## ASSIGNMENT:
What you give back must match the data below character for character.

Stored data

###

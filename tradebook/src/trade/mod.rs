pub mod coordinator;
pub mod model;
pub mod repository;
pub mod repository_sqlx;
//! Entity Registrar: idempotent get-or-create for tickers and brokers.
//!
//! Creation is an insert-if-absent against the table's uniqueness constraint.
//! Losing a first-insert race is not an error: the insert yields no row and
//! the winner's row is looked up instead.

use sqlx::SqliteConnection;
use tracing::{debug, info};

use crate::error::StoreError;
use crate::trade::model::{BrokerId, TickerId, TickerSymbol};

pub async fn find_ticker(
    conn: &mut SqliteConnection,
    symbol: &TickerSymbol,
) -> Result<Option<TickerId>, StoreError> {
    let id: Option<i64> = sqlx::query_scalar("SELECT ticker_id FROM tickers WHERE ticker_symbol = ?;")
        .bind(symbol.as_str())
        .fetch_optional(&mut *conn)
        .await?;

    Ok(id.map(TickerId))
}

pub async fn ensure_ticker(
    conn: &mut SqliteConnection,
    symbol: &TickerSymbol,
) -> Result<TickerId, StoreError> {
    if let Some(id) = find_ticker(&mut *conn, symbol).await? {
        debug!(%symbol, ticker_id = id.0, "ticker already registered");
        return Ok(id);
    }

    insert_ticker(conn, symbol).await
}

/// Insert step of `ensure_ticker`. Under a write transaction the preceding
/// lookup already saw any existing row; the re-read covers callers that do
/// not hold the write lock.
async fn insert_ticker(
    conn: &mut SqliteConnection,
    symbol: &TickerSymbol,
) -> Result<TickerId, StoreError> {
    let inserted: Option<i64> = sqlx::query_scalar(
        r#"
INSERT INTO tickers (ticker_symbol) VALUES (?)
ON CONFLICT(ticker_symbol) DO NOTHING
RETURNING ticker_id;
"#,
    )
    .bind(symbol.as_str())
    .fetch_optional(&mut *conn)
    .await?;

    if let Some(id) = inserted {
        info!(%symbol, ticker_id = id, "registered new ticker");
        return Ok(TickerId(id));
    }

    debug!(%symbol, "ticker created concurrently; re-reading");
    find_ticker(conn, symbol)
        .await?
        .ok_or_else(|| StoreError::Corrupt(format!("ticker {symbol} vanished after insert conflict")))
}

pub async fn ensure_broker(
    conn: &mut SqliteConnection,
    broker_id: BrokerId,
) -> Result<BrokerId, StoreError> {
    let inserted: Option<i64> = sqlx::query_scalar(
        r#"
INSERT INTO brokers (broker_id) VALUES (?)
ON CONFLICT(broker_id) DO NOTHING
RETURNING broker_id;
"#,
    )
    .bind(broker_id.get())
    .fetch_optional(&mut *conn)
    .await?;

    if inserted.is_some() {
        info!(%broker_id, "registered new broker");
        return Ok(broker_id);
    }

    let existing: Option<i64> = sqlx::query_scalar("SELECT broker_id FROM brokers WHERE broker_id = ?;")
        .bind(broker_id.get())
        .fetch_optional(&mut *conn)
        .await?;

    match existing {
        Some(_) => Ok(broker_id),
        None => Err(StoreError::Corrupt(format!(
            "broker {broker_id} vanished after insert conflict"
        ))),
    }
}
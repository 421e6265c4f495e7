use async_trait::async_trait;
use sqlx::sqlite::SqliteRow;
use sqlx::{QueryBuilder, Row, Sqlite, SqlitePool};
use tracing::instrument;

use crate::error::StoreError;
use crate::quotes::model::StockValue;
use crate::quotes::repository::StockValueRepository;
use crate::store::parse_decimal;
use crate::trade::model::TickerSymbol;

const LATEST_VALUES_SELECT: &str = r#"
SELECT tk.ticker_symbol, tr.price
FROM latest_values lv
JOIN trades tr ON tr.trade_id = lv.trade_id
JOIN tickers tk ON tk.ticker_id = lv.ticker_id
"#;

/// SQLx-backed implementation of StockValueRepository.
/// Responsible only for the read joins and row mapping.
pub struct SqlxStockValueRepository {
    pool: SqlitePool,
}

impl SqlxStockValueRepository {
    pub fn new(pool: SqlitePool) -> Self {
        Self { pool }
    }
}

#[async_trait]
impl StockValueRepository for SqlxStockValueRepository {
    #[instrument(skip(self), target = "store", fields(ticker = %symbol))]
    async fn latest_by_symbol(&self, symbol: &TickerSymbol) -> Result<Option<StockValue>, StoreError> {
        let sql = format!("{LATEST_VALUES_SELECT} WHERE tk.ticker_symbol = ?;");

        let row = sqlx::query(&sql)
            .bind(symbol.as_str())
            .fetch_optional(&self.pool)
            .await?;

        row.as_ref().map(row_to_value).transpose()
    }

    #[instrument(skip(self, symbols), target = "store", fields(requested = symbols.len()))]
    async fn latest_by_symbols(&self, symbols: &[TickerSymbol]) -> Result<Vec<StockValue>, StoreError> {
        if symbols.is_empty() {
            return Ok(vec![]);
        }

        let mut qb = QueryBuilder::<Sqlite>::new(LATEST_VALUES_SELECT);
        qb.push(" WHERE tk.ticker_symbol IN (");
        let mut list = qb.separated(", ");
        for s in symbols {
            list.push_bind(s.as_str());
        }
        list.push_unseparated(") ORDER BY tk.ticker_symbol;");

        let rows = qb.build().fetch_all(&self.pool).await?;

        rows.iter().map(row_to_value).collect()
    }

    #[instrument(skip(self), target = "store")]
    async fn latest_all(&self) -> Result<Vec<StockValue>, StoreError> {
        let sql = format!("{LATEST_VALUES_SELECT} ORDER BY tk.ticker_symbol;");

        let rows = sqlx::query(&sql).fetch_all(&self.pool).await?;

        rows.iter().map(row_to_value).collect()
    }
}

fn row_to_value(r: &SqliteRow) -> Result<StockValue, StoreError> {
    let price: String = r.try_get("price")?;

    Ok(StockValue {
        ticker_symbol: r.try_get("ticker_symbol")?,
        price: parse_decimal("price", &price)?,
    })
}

###

## SOLVED PROBLEM:
filename tradebook/src/trade/mod.rs
pub mod coordinator;
pub mod model;
pub mod repository;
pub mod repository_sqlx;
//! Entity Registrar: idempotent get-or-create for tickers and brokers.
//!
//! Creation is an insert-if-absent against the table's uniqueness constraint.
//! Losing a first-insert race is not an error: the insert yields no row and
//! the winner's row is looked up instead.

use sqlx::SqliteConnection;
use tracing::{debug, info};

use crate::error::StoreError;
use crate::trade::model::{BrokerId, TickerId, TickerSymbol};

pub async fn find_ticker(
    conn: &mut SqliteConnection,
    symbol: &TickerSymbol,
) -> Result<Option<TickerId>, StoreError> {
    let id: Option<i64> = sqlx::query_scalar("SELECT ticker_id FROM tickers WHERE ticker_symbol = ?;")
        .bind(symbol.as_str())
        .fetch_optional(&mut *conn)
        .await?;

    Ok(id.map(TickerId))
}

pub async fn ensure_ticker(
    conn: &mut SqliteConnection,
    symbol: &TickerSymbol,
) -> Result<TickerId, StoreError> {
    if let Some(id) = find_ticker(&mut *conn, symbol).await? {
        debug!(%symbol, ticker_id = id.0, "ticker already registered");
        return Ok(id);
    }

    insert_ticker(conn, symbol).await
}

/// Insert step of `ensure_ticker`. Under a write transaction the preceding
/// lookup already saw any existing row; the re-read covers callers that do
/// not hold the write lock.
async fn insert_ticker(
    conn: &mut SqliteConnection,
    symbol: &TickerSymbol,
) -> Result<TickerId, StoreError> {
    let inserted: Option<i64> = sqlx::query_scalar(
        r#"
INSERT INTO tickers (ticker_symbol) VALUES (?)
ON CONFLICT(ticker_symbol) DO NOTHING
RETURNING ticker_id;
"#,
    )
    .bind(symbol.as_str())
    .fetch_optional(&mut *conn)
    .await?;

    if let Some(id) = inserted {
        info!(%symbol, ticker_id = id, "registered new ticker");
        return Ok(TickerId(id));
    }

    debug!(%symbol, "ticker created concurrently; re-reading");
    find_ticker(conn, symbol)
        .await?
        .ok_or_else(|| StoreError::Corrupt(format!("ticker {symbol} vanished after insert conflict")))
}

pub async fn ensure_broker(
    conn: &mut SqliteConnection,
    broker_id: BrokerId,
) -> Result<BrokerId, StoreError> {
    let inserted: Option<i64> = sqlx::query_scalar(
        r#"
INSERT INTO brokers (broker_id) VALUES (?)
ON CONFLICT(broker_id) DO NOTHING
RETURNING broker_id;
"#,
    )
    .bind(broker_id.get())
    .fetch_optional(&mut *conn)
    .await?;

    if inserted.is_some() {
        info!(%broker_id, "registered new broker");
        return Ok(broker_id);
    }

    let existing: Option<i64> = sqlx::query_scalar("SELECT broker_id FROM brokers WHERE broker_id = ?;")
        .bind(broker_id.get())
        .fetch_optional(&mut *conn)
        .await?;

    match existing {
        Some(_) => Ok(broker_id),
        None => Err(StoreError::Corrupt(format!(
            "broker {broker_id} vanished after insert conflict"
        ))),
    }
}
repository 421e6265c4f495e7
use async_trait::async_trait;
use sqlx::sqlite::SqliteRow;
use sqlx::{QueryBuilder, Row, Sqlite, SqlitePool};
use tracing::instrument;

use crate::error::StoreError;
use crate::quotes::model::StockValue;
use crate::quotes::repository::StockValueRepository;
use crate::store::parse_decimal;
use crate::trade::model::TickerSymbol;

const LATEST_VALUES_SELECT: &str = r#"
SELECT tk.ticker_symbol, tr.price
FROM latest_values lv
JOIN trades tr ON tr.trade_id = lv.trade_id
JOIN tickers tk ON tk.ticker_id = lv.ticker_id
"#;

/// SQLx-backed implementation of StockValueRepository.
/// Responsible only for the read joins and row mapping.
pub struct SqlxStockValueRepository {
    pool: SqlitePool,
}

impl SqlxStockValueRepository {
    pub fn new(pool: SqlitePool) -> Self {
        Self { pool }
    }
}

#[async_trait]
impl StockValueRepository for SqlxStockValueRepository {
    #[instrument(skip(self), target = "store", fields(ticker = %symbol))]
    async fn latest_by_symbol(&self, symbol: &TickerSymbol) -> Result<Option<StockValue>, StoreError> {
        let sql = format!("{LATEST_VALUES_SELECT} WHERE tk.ticker_symbol = ?;");

        let row = sqlx::query(&sql)
            .bind(symbol.as_str())
            .fetch_optional(&self.pool)
            .await?;

        row.as_ref().map(row_to_value).transpose()
    }

    #[instrument(skip(self, symbols), target = "store", fields(requested = symbols.len()))]
    async fn latest_by_symbols(&self, symbols: &[TickerSymbol]) -> Result<Vec<StockValue>, StoreError> {
        if symbols.is_empty() {
            return Ok(vec![]);
        }

        let mut qb = QueryBuilder::<Sqlite>::new(LATEST_VALUES_SELECT);
        qb.push(" WHERE tk.ticker_symbol IN (");
        let mut list = qb.separated(", ");
        for s in symbols {
            list.push_bind(s.as_str());
        }
        list.push_unseparated(") ORDER BY tk.ticker_symbol;");

        let rows = qb.build().fetch_all(&self.pool).await?;

        rows.iter().map(row_to_value).collect()
    }

    #[instrument(skip(self), target = "store")]
    async fn latest_all(&self) -> Result<Vec<StockValue>, StoreError> {
        let sql = format!("{LATEST_VALUES_SELECT} ORDER BY tk.ticker_symbol;");

        let rows = sqlx::query(&sql).fetch_all(&self.pool).await?;

        rows.iter().map(row_to_value).collect()
    }
}

fn row_to_value(r: &SqliteRow) -> Result<StockValue, StoreError> {
    let price: String = r.try_get("price")?;

    Ok(StockValue {
        ticker_symbol: r.try_get("ticker_symbol")?,
        price: parse_decimal("price", &price)?,
    })
}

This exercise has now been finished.